AIM OF THE EXERCISE: Filter the data below for the string "filename" and copy each matching line.

[Saved data entries]
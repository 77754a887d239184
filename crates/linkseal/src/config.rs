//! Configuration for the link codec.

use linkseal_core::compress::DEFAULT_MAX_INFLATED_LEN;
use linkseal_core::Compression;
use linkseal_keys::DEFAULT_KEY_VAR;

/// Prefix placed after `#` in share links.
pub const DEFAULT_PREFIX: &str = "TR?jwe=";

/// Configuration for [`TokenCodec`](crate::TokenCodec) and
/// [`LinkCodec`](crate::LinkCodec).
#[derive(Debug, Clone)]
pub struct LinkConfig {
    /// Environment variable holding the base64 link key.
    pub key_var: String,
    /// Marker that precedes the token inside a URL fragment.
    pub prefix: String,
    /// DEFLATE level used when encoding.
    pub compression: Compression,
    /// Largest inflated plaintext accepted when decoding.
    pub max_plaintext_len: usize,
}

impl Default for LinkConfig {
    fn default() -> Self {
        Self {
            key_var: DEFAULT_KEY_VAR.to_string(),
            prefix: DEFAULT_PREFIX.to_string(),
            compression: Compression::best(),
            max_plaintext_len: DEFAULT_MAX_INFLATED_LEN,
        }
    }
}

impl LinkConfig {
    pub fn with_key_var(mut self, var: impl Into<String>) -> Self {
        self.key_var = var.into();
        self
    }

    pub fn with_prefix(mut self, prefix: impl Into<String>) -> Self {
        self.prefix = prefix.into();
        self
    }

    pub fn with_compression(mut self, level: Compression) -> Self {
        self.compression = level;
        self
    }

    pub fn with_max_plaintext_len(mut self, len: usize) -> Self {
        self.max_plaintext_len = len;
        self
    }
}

--

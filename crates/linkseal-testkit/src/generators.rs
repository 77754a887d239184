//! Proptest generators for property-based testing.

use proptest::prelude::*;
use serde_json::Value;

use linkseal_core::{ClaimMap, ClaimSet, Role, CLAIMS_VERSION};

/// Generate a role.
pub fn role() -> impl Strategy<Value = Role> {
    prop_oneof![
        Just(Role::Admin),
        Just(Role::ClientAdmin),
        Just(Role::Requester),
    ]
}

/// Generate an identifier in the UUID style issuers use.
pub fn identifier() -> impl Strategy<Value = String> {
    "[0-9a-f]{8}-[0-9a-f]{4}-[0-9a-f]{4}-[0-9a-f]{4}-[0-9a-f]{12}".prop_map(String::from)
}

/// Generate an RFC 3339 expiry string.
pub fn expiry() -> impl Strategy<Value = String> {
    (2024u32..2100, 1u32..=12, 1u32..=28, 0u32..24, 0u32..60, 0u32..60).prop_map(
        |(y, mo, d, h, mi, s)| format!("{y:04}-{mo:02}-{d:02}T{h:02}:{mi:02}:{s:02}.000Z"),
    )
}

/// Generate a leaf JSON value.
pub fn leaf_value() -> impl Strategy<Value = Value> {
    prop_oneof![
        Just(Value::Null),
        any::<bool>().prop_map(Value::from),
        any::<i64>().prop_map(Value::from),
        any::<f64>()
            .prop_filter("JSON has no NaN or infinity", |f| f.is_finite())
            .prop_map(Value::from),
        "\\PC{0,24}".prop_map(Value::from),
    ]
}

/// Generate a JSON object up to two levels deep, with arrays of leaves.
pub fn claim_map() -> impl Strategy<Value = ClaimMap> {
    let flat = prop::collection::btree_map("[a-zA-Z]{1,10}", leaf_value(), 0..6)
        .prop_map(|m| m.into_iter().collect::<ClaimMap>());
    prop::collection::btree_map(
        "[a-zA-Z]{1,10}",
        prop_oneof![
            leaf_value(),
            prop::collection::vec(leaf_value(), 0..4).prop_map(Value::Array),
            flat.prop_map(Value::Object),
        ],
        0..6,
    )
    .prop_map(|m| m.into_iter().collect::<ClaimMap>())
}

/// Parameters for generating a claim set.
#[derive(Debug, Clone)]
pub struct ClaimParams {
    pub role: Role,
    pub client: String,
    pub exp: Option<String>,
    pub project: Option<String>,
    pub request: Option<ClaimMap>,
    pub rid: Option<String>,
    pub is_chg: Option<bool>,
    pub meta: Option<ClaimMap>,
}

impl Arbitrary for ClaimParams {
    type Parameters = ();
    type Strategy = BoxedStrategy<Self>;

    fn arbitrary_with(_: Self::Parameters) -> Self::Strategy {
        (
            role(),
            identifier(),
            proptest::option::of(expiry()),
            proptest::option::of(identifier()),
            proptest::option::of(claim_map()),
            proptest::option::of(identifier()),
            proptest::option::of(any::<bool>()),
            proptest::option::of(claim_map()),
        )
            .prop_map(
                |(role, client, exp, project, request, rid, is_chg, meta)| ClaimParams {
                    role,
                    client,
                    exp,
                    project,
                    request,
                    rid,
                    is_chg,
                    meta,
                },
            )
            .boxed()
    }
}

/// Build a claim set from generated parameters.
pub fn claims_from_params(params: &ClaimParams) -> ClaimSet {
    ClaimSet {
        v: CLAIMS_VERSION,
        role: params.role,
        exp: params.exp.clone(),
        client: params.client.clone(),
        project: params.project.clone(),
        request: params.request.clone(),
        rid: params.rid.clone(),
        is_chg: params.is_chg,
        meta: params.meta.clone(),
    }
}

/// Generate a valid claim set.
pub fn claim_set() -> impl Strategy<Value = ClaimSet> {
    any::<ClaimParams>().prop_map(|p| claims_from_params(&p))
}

REPLY TO THE EXERCISE:
filename crates/linkseal/src/config.rs
filename crates/linkseal-testkit/src/generators.rs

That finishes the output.